Retail sales beat expectations in February
By Karl Genetzky - Apr 19th, 12:39
SA shoppers spent more than expected in February, with retail sales growing 1.1% year on year, led by expenditure in the textiles, footwear and clothing sector.
Although the much better-than-expected print is an optimistic sign for SA’s struggling economy, Statistics SA said on Wednesday that seasonally adjusted retail sales decreased by 1.8% in the three months to end-February, compared with the previous three months. December had registered a surprise 5.2% month-on-month decline.
Of the seven retail sectors, the textiles, clothing, footwear and leather goods segment contributed the most to the growth in February 2019 — providing 0.7 of a percentage point of the figure.
The biggest growth — 7.4% year on year — was in the household furniture, appliances and equipment sector, while the hardware, paint and glass sector declined 2% over the same period.
The Bloomberg consensus had been for retail sales to grow 0.6% year on year in February.
SA retailers have come under pressure recently from tepid domestic growth and rising input costs, with a rising fuel price sapping consumer’s discretionary spending.
The JSE’s general retail index is by far the worst-performing index so far in 2019, having fallen 10.55%, compared with an 11.38% rise in the all share.
SA motorists began paying up to R1.34/l more in April and could be in for another petrol price hike in May, according to data from the Central Energy Fund.

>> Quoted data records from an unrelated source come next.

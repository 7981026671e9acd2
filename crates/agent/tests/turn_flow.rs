use std::collections::VecDeque;
use std::sync::{Arc, Mutex};
use std::time::Duration;

use anyhow::{anyhow, Result};
use async_trait::async_trait;
use serde_json::{json, Value};

use tradebook_agent::business_tools::{register_business_tools, BusinessToolDeps};
use tradebook_agent::history::repair;
use tradebook_agent::llm::{Completion, CompletionRequest, LlmClient};
use tradebook_agent::reasoning::APOLOGY_REPLY;
use tradebook_agent::remote::{
    BusinessApi, BuyerUpdateRequest, NewBuyerRequest, NewExpenseRequest, RemoteError,
};
use tradebook_agent::runtime::{LoopPhase, STEP_LIMIT_REPLY};
use tradebook_agent::store::{ConversationStore, InMemoryConversationStore, SessionKey};
use tradebook_agent::tools::{ToolRegistry, ToolResult};
use tradebook_agent::{AgentError, AgentRuntime, Message, RuntimeSettings, ToolCall};
use tradebook_db::repositories::{
    InMemoryBuyerRepository, InMemoryExpenseRepository, InMemoryInventoryRepository,
};

enum Script {
    Fail,
    Reply(Completion),
}

/// Plays back scripted completions in order, then answers with plain text.
#[derive(Default)]
struct ScriptedLlm {
    script: Mutex<VecDeque<Script>>,
    repeat: Option<Completion>,
    requests: Mutex<Vec<CompletionRequest>>,
}

impl ScriptedLlm {
    fn new(script: Vec<Script>) -> Self {
        Self { script: Mutex::new(script.into()), ..Self::default() }
    }

    fn repeating(completion: Completion) -> Self {
        Self { repeat: Some(completion), ..Self::default() }
    }

    fn requests(&self) -> Vec<CompletionRequest> {
        self.requests.lock().expect("requests lock").clone()
    }
}

#[async_trait]
impl LlmClient for ScriptedLlm {
    async fn complete(&self, request: &CompletionRequest) -> Result<Completion> {
        self.requests.lock().expect("requests lock").push(request.clone());
        if let Some(completion) = &self.repeat {
            return Ok(completion.clone());
        }
        match self.script.lock().expect("script lock").pop_front() {
            Some(Script::Reply(completion)) => Ok(completion),
            Some(Script::Fail) => Err(anyhow!("upstream 503")),
            None => Ok(Completion::text("✅ Anything else?")),
        }
    }
}

#[derive(Default)]
struct FakeBusinessApi {
    requests: Mutex<Vec<Value>>,
}

#[async_trait]
impl BusinessApi for FakeBusinessApi {
    async fn create_buyer(&self, request: &NewBuyerRequest) -> Result<Value, RemoteError> {
        self.requests.lock().expect("requests lock").push(json!(request));
        Ok(json!({"success": true, "buyer": {"id": "BYR-1", "firstName": request.first_name}}))
    }

    async fn update_buyer(&self, _request: &BuyerUpdateRequest) -> Result<Value, RemoteError> {
        Err(RemoteError::Rejected { status: 404, message: "buyer not found".to_string() })
    }

    async fn create_expense(&self, _request: &NewExpenseRequest) -> Result<Value, RemoteError> {
        Err(RemoteError::Transport("connection reset".to_string()))
    }
}

struct Harness {
    runtime: Arc<AgentRuntime>,
    llm: Arc<ScriptedLlm>,
    api: Arc<FakeBusinessApi>,
    store: Arc<InMemoryConversationStore>,
}

fn harness_with(llm: ScriptedLlm, settings: RuntimeSettings) -> Harness {
    let llm = Arc::new(llm);
    let api = Arc::new(FakeBusinessApi::default());
    let store = Arc::new(InMemoryConversationStore::default());

    let mut registry = ToolRegistry::default();
    register_business_tools(
        &mut registry,
        BusinessToolDeps {
            inventory: Arc::new(InMemoryInventoryRepository::default()),
            buyers: Arc::new(InMemoryBuyerRepository::default()),
            expenses: Arc::new(InMemoryExpenseRepository::default()),
            api: api.clone(),
        },
    );

    let runtime = Arc::new(AgentRuntime::new(
        llm.clone(),
        Arc::new(registry),
        store.clone(),
        settings,
    ));
    Harness { runtime, llm, api, store }
}

fn harness(script: Vec<Script>) -> Harness {
    harness_with(ScriptedLlm::new(script), RuntimeSettings::default())
}

fn call(id: &str, tool: &str, arguments: Value) -> ToolCall {
    ToolCall::new(id, tool, arguments)
}

async fn stored(harness: &Harness, owner: &str, session: &str) -> Vec<Message> {
    harness.runtime.history(owner, session).await.expect("history")
}

#[tokio::test]
async fn text_only_answer_takes_one_reasoning_step() {
    let h = harness(vec![Script::Reply(Completion::text("✅ Hello! How can I help?"))]);

    let turn = h.runtime.run_turn("owner-1", "s1", "hi").await.expect("turn");

    assert_eq!(turn.reply, "✅ Hello! How can I help?");
    assert_eq!(turn.reasoning_steps, 1);
    assert_eq!(turn.tool_calls, 0);
    assert_eq!(turn.trace, vec![LoopPhase::Agent, LoopPhase::Done]);
    assert_eq!(h.llm.requests().len(), 1);
}

#[tokio::test]
async fn one_tool_round_then_answer_visits_agent_tools_agent_done() {
    let h = harness(vec![
        Script::Reply(Completion::calls(vec![call("c1", "get_inventory", json!({}))])),
        Script::Reply(Completion::text("✅ Your inventory is empty.")),
    ]);

    let turn = h.runtime.run_turn("owner-1", "s1", "what's in stock?").await.expect("turn");

    assert_eq!(
        turn.trace,
        vec![LoopPhase::Agent, LoopPhase::Tools, LoopPhase::Agent, LoopPhase::Done]
    );
    assert_eq!(turn.reply, "✅ Your inventory is empty.");

    let requests = h.llm.requests();
    assert_eq!(requests.len(), 2);
    assert_eq!(requests[0].tools.len(), 6);
    let Some(Message::ToolResult { call_id, content, .. }) = requests[1].messages.last() else {
        panic!("second reasoning step should see the tool result");
    };
    assert_eq!(call_id, "c1");
    let result = ToolResult::from_content(content).expect("normalized");
    assert!(result.success);
    assert_eq!(result.data.expect("data")["count"], 0);
}

#[tokio::test]
async fn add_buyer_scenario_confirms_and_stores_four_messages() {
    let h = harness(vec![
        Script::Reply(Completion::calls(vec![call(
            "call-add",
            "add_buyer",
            json!({"firstName": "John", "lastName": "Doe", "email": "john@x.com"}),
        )])),
        Script::Reply(Completion::text("✅ Added John Doe as a new buyer.")),
    ]);

    let turn = h
        .runtime
        .run_turn("owner-1", "s1", "Add a buyer John Doe, john@x.com")
        .await
        .expect("turn");

    assert_eq!(turn.reply, "✅ Added John Doe as a new buyer.");

    let history = stored(&h, "owner-1", "s1").await;
    assert_eq!(history.len(), 4);
    assert_eq!(history[0], Message::user("Add a buyer John Doe, john@x.com"));
    assert_eq!(history[1].tool_calls()[0].tool_name, "add_buyer");
    let Message::ToolResult { call_id, content, .. } = &history[2] else {
        panic!("expected tool result, got {:?}", history[2]);
    };
    assert_eq!(call_id, "call-add");
    let result = ToolResult::from_content(content).expect("normalized");
    assert_eq!(
        result.data,
        Some(json!({"success": true, "buyer": {"id": "BYR-1", "firstName": "John"}}))
    );
    assert_eq!(history[3], Message::assistant("✅ Added John Doe as a new buyer."));

    let sent = h.api.requests.lock().expect("requests lock");
    assert_eq!(sent[0]["ownerId"], "owner-1");
    assert_eq!(sent[0]["email"], "john@x.com");
}

#[tokio::test]
async fn every_requested_call_gets_a_result_even_when_all_fail() {
    let h = harness(vec![
        Script::Reply(Completion::calls(vec![
            call("c1", "update_buyer", json!({"identifier": "Nobody", "phone": "1"})),
            call("c2", "add_expense", json!({"description": "Rent", "amount": 10})),
            call("c3", "launch_rockets", json!({})),
        ])),
        Script::Reply(Completion::text("❌ None of that worked.")),
    ]);

    let turn = h.runtime.run_turn("owner-1", "s1", "do three things").await.expect("turn");
    assert_eq!(turn.tool_calls, 3);

    let history = stored(&h, "owner-1", "s1").await;
    let results: Vec<(String, ToolResult)> = history
        .iter()
        .filter_map(|m| match m {
            Message::ToolResult { call_id, content, .. } => {
                Some((call_id.clone(), ToolResult::from_content(content).expect("normalized")))
            }
            _ => None,
        })
        .collect();

    assert_eq!(results.len(), 3);
    assert_eq!(results[0].0, "c1");
    assert_eq!(results[0].1, ToolResult::failure("no buyer matches `Nobody`"));
    assert_eq!(results[1].0, "c2");
    assert_eq!(
        results[1].1,
        ToolResult::failure("business service unreachable: connection reset")
    );
    assert_eq!(results[2].0, "c3");
    assert_eq!(results[2].1, ToolResult::failure("Unknown tool: launch_rockets"));
}

#[tokio::test]
async fn engine_failure_ends_turn_with_apology() {
    let h = harness(vec![Script::Fail]);

    let turn = h.runtime.run_turn("owner-1", "s1", "hi").await.expect("turn");

    assert_eq!(turn.reply, APOLOGY_REPLY);
    assert_eq!(turn.trace, vec![LoopPhase::Agent, LoopPhase::Done]);
    assert_eq!(
        stored(&h, "owner-1", "s1").await,
        vec![Message::user("hi"), Message::assistant(APOLOGY_REPLY)]
    );
}

#[tokio::test]
async fn step_limit_stops_a_looping_engine() {
    let h = harness_with(
        ScriptedLlm::repeating(Completion::calls(vec![call("", "get_buyers", json!({}))])),
        RuntimeSettings { max_reasoning_steps: 3, ..RuntimeSettings::default() },
    );

    let turn = h.runtime.run_turn("owner-1", "s1", "loop forever").await.expect("turn");

    assert_eq!(turn.reply, STEP_LIMIT_REPLY);
    assert_eq!(turn.reasoning_steps, 3);
    assert_eq!(turn.tool_calls, 3);
    assert_eq!(h.llm.requests().len(), 3);
    assert_eq!(turn.trace.last(), Some(&LoopPhase::Done));

    let history = stored(&h, "owner-1", "s1").await;
    assert_eq!(repair(history.clone()), history);
}

#[tokio::test]
async fn stored_history_is_bounded_by_window() {
    let h = harness(Vec::new());

    for i in 0..15 {
        h.runtime.run_turn("owner-1", "s1", &format!("message {i}")).await.expect("turn");
    }

    let history = stored(&h, "owner-1", "s1").await;
    assert_eq!(history.len(), 20);
    assert_eq!(history.last(), Some(&Message::assistant("✅ Anything else?")));
    assert_eq!(history[18], Message::user("message 14"));
}

#[tokio::test]
async fn broken_stored_history_is_repaired_before_reasoning() {
    let h = harness(Vec::new());
    let key = SessionKey::new("owner-1", "s1");
    h.store
        .put(
            &key,
            vec![
                Message::tool_result("orphan", "get_buyers", "{}"),
                Message::user("list buyers and expenses"),
                Message::assistant_with_calls(
                    "",
                    vec![call("a", "get_buyers", json!({})), call("b", "get_expenses", json!({}))],
                ),
                Message::tool_result("a", "get_buyers", r#"{"success":true,"data":[]}"#),
            ],
        )
        .await
        .expect("put");

    h.runtime.run_turn("owner-1", "s1", "hello again").await.expect("turn");

    let sent = &h.llm.requests()[0].messages;
    assert_eq!(repair(sent.clone()), *sent);
    assert_eq!(sent.len(), 5);
    assert_eq!(sent[0], Message::user("list buyers and expenses"));
    assert_eq!(sent[4], Message::user("hello again"));
}

#[tokio::test]
async fn sessions_and_owners_are_isolated() {
    let h = harness(Vec::new());

    h.runtime.run_turn("owner-1", "s1", "first").await.expect("turn");
    h.runtime.run_turn("owner-2", "s1", "second").await.expect("turn");

    assert_eq!(stored(&h, "owner-1", "s1").await[0], Message::user("first"));
    assert_eq!(stored(&h, "owner-2", "s1").await[0], Message::user("second"));
    assert!(stored(&h, "owner-1", "s2").await.is_empty());
}

#[tokio::test]
async fn dashed_owner_and_session_ids_do_not_collide() {
    let h = harness(Vec::new());

    h.runtime.run_turn("acme", "x-secret", "tenant A private note").await.expect("turn");

    assert!(stored(&h, "acme-x", "secret").await.is_empty());
    assert_eq!(stored(&h, "acme", "x-secret").await[0], Message::user("tenant A private note"));

    h.runtime.run_turn("acme-x", "secret", "tenant B note").await.expect("turn");
    let first_request_of_b = h.llm.requests()[1].messages.clone();
    assert_eq!(first_request_of_b, vec![Message::user("tenant B note")]);
}

#[tokio::test]
async fn concurrent_turns_on_one_session_are_serialized() {
    let h = harness(Vec::new());

    let first = {
        let runtime = h.runtime.clone();
        tokio::spawn(async move { runtime.run_turn("owner-1", "s1", "one").await })
    };
    let second = {
        let runtime = h.runtime.clone();
        tokio::spawn(async move { runtime.run_turn("owner-1", "s1", "two").await })
    };
    first.await.expect("join").expect("turn one");
    second.await.expect("join").expect("turn two");

    let history = stored(&h, "owner-1", "s1").await;
    assert_eq!(history.len(), 4, "both turns must survive: {history:?}");
}

#[tokio::test]
async fn clear_history_is_idempotent() {
    let h = harness(Vec::new());
    h.runtime.run_turn("owner-1", "s1", "hi").await.expect("turn");

    h.runtime.clear_history("owner-1", "s1").await.expect("first clear");
    h.runtime.clear_history("owner-1", "s1").await.expect("second clear");

    assert!(stored(&h, "owner-1", "s1").await.is_empty());
    assert_eq!(h.store.session_count().await, 0);
}

#[tokio::test]
async fn blank_input_is_rejected_before_the_loop() {
    let h = harness(Vec::new());

    for (owner, session, text) in [("", "s1", "hi"), ("owner-1", "  ", "hi"), ("owner-1", "s1", " ")] {
        let error = h.runtime.run_turn(owner, session, text).await.expect_err("invalid input");
        assert!(matches!(error, AgentError::InvalidInput(_)), "{error:?}");
    }
    assert!(h.llm.requests().is_empty());
}

#[tokio::test]
async fn slow_engine_is_cut_off_by_timeout() {
    struct SlowLlm;

    #[async_trait]
    impl LlmClient for SlowLlm {
        async fn complete(&self, _request: &CompletionRequest) -> Result<Completion> {
            tokio::time::sleep(Duration::from_secs(30)).await;
            Ok(Completion::text("late"))
        }
    }

    let runtime = AgentRuntime::new(
        Arc::new(SlowLlm),
        Arc::new(ToolRegistry::default()),
        Arc::new(InMemoryConversationStore::default()),
        RuntimeSettings { llm_timeout: Duration::from_millis(20), ..RuntimeSettings::default() },
    );

    let turn = runtime.run_turn("owner-1", "s1", "hi").await.expect("turn");
    assert_eq!(turn.reply, APOLOGY_REPLY);
}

Mid-month data shows an under-recovery of about 55c/l.
A rising fuel price has helped to drive up inflation, with data earlier on Wednesday showing that inflation accelerated to an annualised 4.5% in March from February’s 4.1%.
The Reserve Bank has expressed a preference for inflation expectations to be firmly anchored at the midpoint of the 3%-6% target range and deems monetary policy to be accommodative, said Investec economist Kamilla Kaplan. “In view of this, and that inflation is set to rise back towards the upper end of the target range from 2020, the prospect for an interest rate cut is diminished.”